Supplied entries.
____

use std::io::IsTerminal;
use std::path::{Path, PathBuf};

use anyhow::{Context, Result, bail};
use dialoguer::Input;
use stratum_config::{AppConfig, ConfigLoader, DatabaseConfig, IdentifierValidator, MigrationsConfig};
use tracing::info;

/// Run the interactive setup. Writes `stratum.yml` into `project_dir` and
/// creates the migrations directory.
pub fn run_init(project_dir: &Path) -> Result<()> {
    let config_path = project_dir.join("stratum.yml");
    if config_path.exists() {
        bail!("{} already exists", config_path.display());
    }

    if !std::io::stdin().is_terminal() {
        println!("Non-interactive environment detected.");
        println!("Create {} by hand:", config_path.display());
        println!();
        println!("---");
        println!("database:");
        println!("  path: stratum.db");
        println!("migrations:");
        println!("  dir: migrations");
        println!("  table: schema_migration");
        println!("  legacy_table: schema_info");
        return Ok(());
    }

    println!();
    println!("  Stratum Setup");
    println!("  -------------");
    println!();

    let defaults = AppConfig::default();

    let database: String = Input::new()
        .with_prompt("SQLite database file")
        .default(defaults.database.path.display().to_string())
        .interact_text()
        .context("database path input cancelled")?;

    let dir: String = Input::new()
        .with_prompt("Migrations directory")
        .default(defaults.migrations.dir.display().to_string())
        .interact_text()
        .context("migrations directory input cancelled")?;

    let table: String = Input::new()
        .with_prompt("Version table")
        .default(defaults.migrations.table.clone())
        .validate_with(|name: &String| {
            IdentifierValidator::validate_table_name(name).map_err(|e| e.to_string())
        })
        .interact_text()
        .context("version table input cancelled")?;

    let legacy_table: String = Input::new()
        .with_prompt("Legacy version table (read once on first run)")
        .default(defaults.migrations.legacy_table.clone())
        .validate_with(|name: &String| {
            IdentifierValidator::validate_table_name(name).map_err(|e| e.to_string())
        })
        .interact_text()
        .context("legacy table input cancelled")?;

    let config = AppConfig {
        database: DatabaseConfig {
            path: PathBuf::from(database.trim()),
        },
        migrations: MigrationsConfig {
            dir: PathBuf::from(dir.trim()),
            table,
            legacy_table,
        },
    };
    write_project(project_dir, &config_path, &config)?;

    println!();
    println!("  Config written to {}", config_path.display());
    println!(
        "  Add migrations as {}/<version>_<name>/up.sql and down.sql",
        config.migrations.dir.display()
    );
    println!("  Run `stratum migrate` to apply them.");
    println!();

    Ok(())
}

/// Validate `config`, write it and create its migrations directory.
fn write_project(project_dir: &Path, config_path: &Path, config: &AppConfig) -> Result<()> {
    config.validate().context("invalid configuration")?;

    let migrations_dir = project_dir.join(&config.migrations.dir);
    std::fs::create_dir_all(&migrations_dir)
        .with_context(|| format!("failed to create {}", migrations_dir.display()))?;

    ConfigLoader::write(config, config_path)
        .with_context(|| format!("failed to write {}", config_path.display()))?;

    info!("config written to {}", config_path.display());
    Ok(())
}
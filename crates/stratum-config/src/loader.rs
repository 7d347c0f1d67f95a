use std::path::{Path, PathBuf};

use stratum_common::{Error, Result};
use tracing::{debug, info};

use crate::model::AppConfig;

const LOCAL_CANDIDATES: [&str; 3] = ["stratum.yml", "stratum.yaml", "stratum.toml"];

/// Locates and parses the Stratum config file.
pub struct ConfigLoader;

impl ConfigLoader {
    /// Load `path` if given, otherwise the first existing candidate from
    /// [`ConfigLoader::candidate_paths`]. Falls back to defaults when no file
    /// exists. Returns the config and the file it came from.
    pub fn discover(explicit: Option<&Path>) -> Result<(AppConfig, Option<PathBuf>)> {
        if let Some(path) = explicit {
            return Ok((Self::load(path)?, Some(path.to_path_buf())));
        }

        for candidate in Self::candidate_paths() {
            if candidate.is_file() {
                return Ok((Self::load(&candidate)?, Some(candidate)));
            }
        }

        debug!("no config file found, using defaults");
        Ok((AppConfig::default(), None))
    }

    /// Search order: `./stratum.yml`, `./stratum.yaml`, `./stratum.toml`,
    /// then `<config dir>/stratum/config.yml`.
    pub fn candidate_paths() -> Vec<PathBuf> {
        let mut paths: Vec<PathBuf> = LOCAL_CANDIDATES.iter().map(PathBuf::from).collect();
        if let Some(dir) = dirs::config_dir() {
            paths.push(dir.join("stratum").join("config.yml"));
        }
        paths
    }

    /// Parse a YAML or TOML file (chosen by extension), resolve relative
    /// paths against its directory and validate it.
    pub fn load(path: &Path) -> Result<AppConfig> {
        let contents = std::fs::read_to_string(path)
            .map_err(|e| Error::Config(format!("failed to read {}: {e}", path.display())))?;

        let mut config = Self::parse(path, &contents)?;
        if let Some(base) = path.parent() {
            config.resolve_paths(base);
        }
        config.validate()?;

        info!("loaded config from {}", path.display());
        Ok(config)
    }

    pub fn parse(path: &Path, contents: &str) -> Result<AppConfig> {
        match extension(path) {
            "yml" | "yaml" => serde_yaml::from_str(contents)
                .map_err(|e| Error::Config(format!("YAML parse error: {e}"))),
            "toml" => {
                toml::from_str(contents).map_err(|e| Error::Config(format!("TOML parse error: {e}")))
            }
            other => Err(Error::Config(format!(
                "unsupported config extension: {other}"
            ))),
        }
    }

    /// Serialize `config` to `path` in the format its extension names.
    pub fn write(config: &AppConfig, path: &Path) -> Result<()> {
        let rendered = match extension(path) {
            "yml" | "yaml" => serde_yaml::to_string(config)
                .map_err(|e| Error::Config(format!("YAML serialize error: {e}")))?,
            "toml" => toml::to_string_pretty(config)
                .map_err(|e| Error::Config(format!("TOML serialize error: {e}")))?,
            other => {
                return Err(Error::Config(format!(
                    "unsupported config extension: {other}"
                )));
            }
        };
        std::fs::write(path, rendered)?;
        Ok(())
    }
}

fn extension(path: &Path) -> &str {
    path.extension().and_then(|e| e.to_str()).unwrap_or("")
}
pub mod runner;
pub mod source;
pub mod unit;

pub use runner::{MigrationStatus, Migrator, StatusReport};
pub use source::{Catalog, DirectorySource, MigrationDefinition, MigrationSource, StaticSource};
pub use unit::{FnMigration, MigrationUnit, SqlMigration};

____

Work request. Each of the records should be retyped exactly.

Written solution.
use std::io::IsTerminal;
use std::path::{Path, PathBuf};

use anyhow::{Context, Result, bail};
use dialoguer::Input;
use stratum_config::{AppConfig, ConfigLoader, DatabaseConfig, IdentifierValidator, MigrationsConfig};
use tracing::info;

/// Run the interactive setup. Writes `stratum.yml` into `project_dir` and
/// creates the migrations directory.
pub fn run_init(project_dir: &Path) -> Result<()> {
    let config_path = project_dir.join("stratum.yml");
    if config_path.exists() {
        bail!("{} already exists", config_path.display());
    }

    if !std::io::stdin().is_terminal() {
        println!("Non-interactive environment detected.");
        println!("Create {} by hand:", config_path.display());
        println!();
        println!("---");
        println!("database:");
        println!("  path: stratum.db");
        println!("migrations:");
        println!("  dir: migrations");
        println!("  table: schema_migration");
        println!("  legacy_table: schema_info");
        return Ok(());
    }

    println!();
    println!("  Stratum Setup");
    println!("  -------------");
    println!();

    let defaults = AppConfig::default();

    let database: String = Input::new()
        .with_prompt("SQLite database file")
        .default(defaults.database.path.display().to_string())
        .interact_text()
        .context("database path input cancelled")?;

    let dir: String = Input::new()
        .with_prompt("Migrations directory")
        .default(defaults.migrations.dir.display().to_string())
        .interact_text()
        .context("migrations directory input cancelled")?;

    let table: String = Input::new()
        .with_prompt("Version table")
        .default(defaults.migrations.table.clone())
        .validate_with(|name: &String| {
            IdentifierValidator::validate_table_name(name).map_err(|e| e.to_string())
        })
        .interact_text()
        .context("version table input cancelled")?;

    let legacy_table: String = Input::new()
        .with_prompt("Legacy version table (read once on first run)")
        .default(defaults.migrations.legacy_table.clone())
        .validate_with(|name: &String| {
            IdentifierValidator::validate_table_name(name).map_err(|e| e.to_string())
        })
        .interact_text()
        .context("legacy table input cancelled")?;

    let config = AppConfig {
        database: DatabaseConfig {
            path: PathBuf::from(database.trim()),
        },
        migrations: MigrationsConfig {
            dir: PathBuf::from(dir.trim()),
            table,
            legacy_table,
        },
    };
    write_project(project_dir, &config_path, &config)?;

    println!();
    println!("  Config written to {}", config_path.display());
    println!(
        "  Add migrations as {}/<version>_<name>/up.sql and down.sql",
        config.migrations.dir.display()
    );
    println!("  Run `stratum migrate` to apply them.");
    println!();

    Ok(())
}

/// Validate `config`, write it and create its migrations directory.
fn write_project(project_dir: &Path, config_path: &Path, config: &AppConfig) -> Result<()> {
    config.validate().context("invalid configuration")?;

    let migrations_dir = project_dir.join(&config.migrations.dir);
    std::fs::create_dir_all(&migrations_dir)
        .with_context(|| format!("failed to create {}", migrations_dir.display()))?;

    ConfigLoader::write(config, config_path)
        .with_context(|| format!("failed to write {}", config_path.display()))?;

    info!("config written to {}", config_path.display());
    Ok(())
}
filename crates/stratum-config/src/loader.rs
repository 7d347c0f1d67f95a
use std::path::{Path, PathBuf};

use stratum_common::{Error, Result};
use tracing::{debug, info};

use crate::model::AppConfig;

const LOCAL_CANDIDATES: [&str; 3] = ["stratum.yml", "stratum.yaml", "stratum.toml"];

/// Locates and parses the Stratum config file.
pub struct ConfigLoader;

impl ConfigLoader {
    /// Load `path` if given, otherwise the first existing candidate from
    /// [`ConfigLoader::candidate_paths`]. Falls back to defaults when no file
    /// exists. Returns the config and the file it came from.
    pub fn discover(explicit: Option<&Path>) -> Result<(AppConfig, Option<PathBuf>)> {
        if let Some(path) = explicit {
            return Ok((Self::load(path)?, Some(path.to_path_buf())));
        }

        for candidate in Self::candidate_paths() {
            if candidate.is_file() {
                return Ok((Self::load(&candidate)?, Some(candidate)));
            }
        }

        debug!("no config file found, using defaults");
        Ok((AppConfig::default(), None))
    }

    /// Search order: `./stratum.yml`, `./stratum.yaml`, `./stratum.toml`,
    /// then `<config dir>/stratum/config.yml`.
    pub fn candidate_paths() -> Vec<PathBuf> {
        let mut paths: Vec<PathBuf> = LOCAL_CANDIDATES.iter().map(PathBuf::from).collect();
        if let Some(dir) = dirs::config_dir() {
            paths.push(dir.join("stratum").join("config.yml"));
        }
        paths
    }

    /// Parse a YAML or TOML file (chosen by extension), resolve relative
    /// paths against its directory and validate it.
    pub fn load(path: &Path) -> Result<AppConfig> {
        let contents = std::fs::read_to_string(path)
            .map_err(|e| Error::Config(format!("failed to read {}: {e}", path.display())))?;

        let mut config = Self::parse(path, &contents)?;
        if let Some(base) = path.parent() {
            config.resolve_paths(base);
        }
        config.validate()?;

        info!("loaded config from {}", path.display());
        Ok(config)
    }

    pub fn parse(path: &Path, contents: &str) -> Result<AppConfig> {
        match extension(path) {
            "yml" | "yaml" => serde_yaml::from_str(contents)
                .map_err(|e| Error::Config(format!("YAML parse error: {e}"))),
            "toml" => {
                toml::from_str(contents).map_err(|e| Error::Config(format!("TOML parse error: {e}")))
            }
            other => Err(Error::Config(format!(
                "unsupported config extension: {other}"
            ))),
        }
    }

    /// Serialize `config` to `path` in the format its extension names.
    pub fn write(config: &AppConfig, path: &Path) -> Result<()> {
        let rendered = match extension(path) {
            "yml" | "yaml" => serde_yaml::to_string(config)
                .map_err(|e| Error::Config(format!("YAML serialize error: {e}")))?,
            "toml" => toml::to_string_pretty(config)
                .map_err(|e| Error::Config(format!("TOML serialize error: {e}")))?,
            other => {
                return Err(Error::Config(format!(
                    "unsupported config extension: {other}"
                )));
            }
        };
        std::fs::write(path, rendered)?;
        Ok(())
    }
}

fn extension(path: &Path) -> &str {
    path.extension().and_then(|e| e.to_str()).unwrap_or("")
}
pub mod runner;
pub mod source;
pub mod unit;

pub use runner::{MigrationStatus, Migrator, StatusReport};
pub use source::{Catalog, DirectorySource, MigrationDefinition, MigrationSource, StaticSource};
pub use unit::{FnMigration, MigrationUnit, SqlMigration};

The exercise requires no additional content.